Another one I can think of is Nvidia’s ray-tracing chips. This seems to me a complementary technology for CDNs, where the ray-tracing capability can be done not at huge data centers, not at consumer’s homes, but at more remote (“edge” if you will) locations within CDNs.

2. Business Models

Free to Play (F2P) a revenue model that’s here to stay. This could be F2P with advertising, or F2P with microtransactions (loot boxes, battle passes, skins…etc).

Distribution is another obvious one. We went from buying game at physical retail stores, to downloading games at home, to now full on streaming.

Fortnite is potentially pioneering a whole new business model. With unique in game events like concerts, Fortnite real value could be as a “gamified” online gathering place that monetizes by selling tickets to events.

Value Networks - who’s part of the disruptive chain?

Now it's time to find parts of the value chain that benefits from these enabling technologies and (relatively new) business models. 

Let’s go from upstream to downstream.
  • Hardware.  As mentioned earlier NVDA’s ray tracing chips could be used to bring top quality to mass market.
    • Consoles are being disrupted by F2P model as well as streaming, so makers like Nintendo, Sony, and Microsoft will have to rely on their game development skills.
  • Game Developers and Publishers.  
    • Developers that grew up with low cost mobile games will fit well with the F2P paradigm. Zynga and ATVI’s King are examples. 
    • Publishers with strong experience in online multi-player games have advantage.
  • Streaming networks like Twitch, communication apps like Discord, or even Reddit amplify the social value of playing video games.

How to invest – Tencent and ATVI
Unfortunately much of this is uninvestible. I'd love to invest in Epic Games, or Twitch, but they are owned by Tencent and Amazon, respectively. Both are so big that the impact of Fortnite/Twitch would be negligible. 

I do like Tencent itself though. The company is integrated along games, social, and payments. That’s three competencies that define the future video game world. No wonder they saw the potential of Fortnite before it happened! They also have a stake in Garena’s Free Fire.
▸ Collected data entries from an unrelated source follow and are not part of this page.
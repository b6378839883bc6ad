// errors.rs
use thiserror::Error;

/// Taxonomía de errores del núcleo BOQ.
///
/// La capa HTTP (fuera de este workspace) es quien traduce cada variante a
/// un código de estado.
#[derive(Debug, Error, Clone, PartialEq)]
pub enum BoqError {
  /// El BOQ (u otra entidad referenciada) no existe.
  #[error("No encontrado: {0}")]
  NotFound(String),
  /// Mutación sobre un BOQ que no está en estado `draft`, o transición de
  /// estado no permitida.
  #[error("Estado inválido: {0}")]
  InvalidState(String),
  /// Violación de unicidad o de integridad referencial al insertar.
  #[error("Violación de restricción: {0}")]
  Constraint(String),
  /// Cualquier otro fallo del almacenamiento (conexión, consulta, commit).
  #[error("Error de acceso a datos: {0}")]
  DataAccess(String),
  #[error("Error de validación: {0}")]
  Validation(String),
  #[error("Error de serialización: {0}")]
  Serialization(String),
  /// El llamador canceló la operación o venció su plazo; no se confirmó nada.
  #[error("Operación cancelada: {0}")]
  Cancelled(String),
}

impl BoqError {
  /// Nombre corto de la variante, útil para logs y para mapear a HTTP.
  pub fn kind(&self) -> &'static str {
    match self {
      BoqError::NotFound(_) => "not_found",
      BoqError::InvalidState(_) => "invalid_state",
      BoqError::Constraint(_) => "constraint",
      BoqError::DataAccess(_) => "data_access",
      BoqError::Validation(_) => "validation",
      BoqError::Serialization(_) => "serialization",
      BoqError::Cancelled(_) => "cancelled",
    }
  }
}

impl From<serde_json::Error> for BoqError {
  fn from(e: serde_json::Error) -> Self {
    Self::Serialization(e.to_string())
  }
}

impl From<uuid::Error> for BoqError {
  fn from(e: uuid::Error) -> Self {
    Self::DataAccess(format!("uuid inválido: {}", e))
  }
}
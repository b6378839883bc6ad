// context.rs
use crate::BoqError;
use std::sync::atomic::{AtomicBool, Ordering};
use std::sync::Arc;
use std::time::{Duration, Instant};

/// Contexto de una petición: bandera de cancelación compartida y plazo
/// opcional.
///
/// Los repositorios llaman a `check` antes de cada sentencia dentro de la
/// transacción; si el contexto fue cancelado o venció, la operación falla con
/// `BoqError::Cancelled` y la transacción se revierte.
#[derive(Debug, Clone, Default)]
pub struct RequestContext {
  cancelled: Arc<AtomicBool>,
  deadline: Option<Instant>,
}

impl RequestContext {
  pub fn new() -> Self {
    Self::default()
  }

  pub fn with_timeout(timeout: Duration) -> Self {
    Self { cancelled: Arc::new(AtomicBool::new(false)), deadline: Some(Instant::now() + timeout) }
  }

  /// Marca el contexto (y todos sus clones) como cancelado.
  pub fn cancel(&self) {
    self.cancelled.store(true, Ordering::SeqCst);
  }

  pub fn is_cancelled(&self) -> bool {
    self.cancelled.load(Ordering::SeqCst) || self.deadline.map(|d| Instant::now() >= d).unwrap_or(false)
  }

  /// Tiempo restante antes del plazo, si hay uno.
  pub fn remaining(&self) -> Option<Duration> {
    self.deadline.map(|d| d.saturating_duration_since(Instant::now()))
  }

  pub fn check(&self, stage: &str) -> Result<(), BoqError> {
    if self.is_cancelled() {
      log::warn!("operación cancelada en la etapa '{}'", stage);
      return Err(BoqError::Cancelled(stage.to_string()));
    }
    Ok(())
  }
}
Activision Blizzard (ATVI) is one that I have a small position in. Their games like Overwatch will be disrupted by F2P model, but they do have the resources to overcome disruption if management tread wisely.

Fending off disruption requires disrupting yourself, and separate the new business into an autonomous entity. ATVI (like EA) already does that. Activision is a different studio from Blizzard, which is separate from King. King is quite familiar with F2P model. So I do think ATVI has the skills to thrive in the new world. But we’ll see.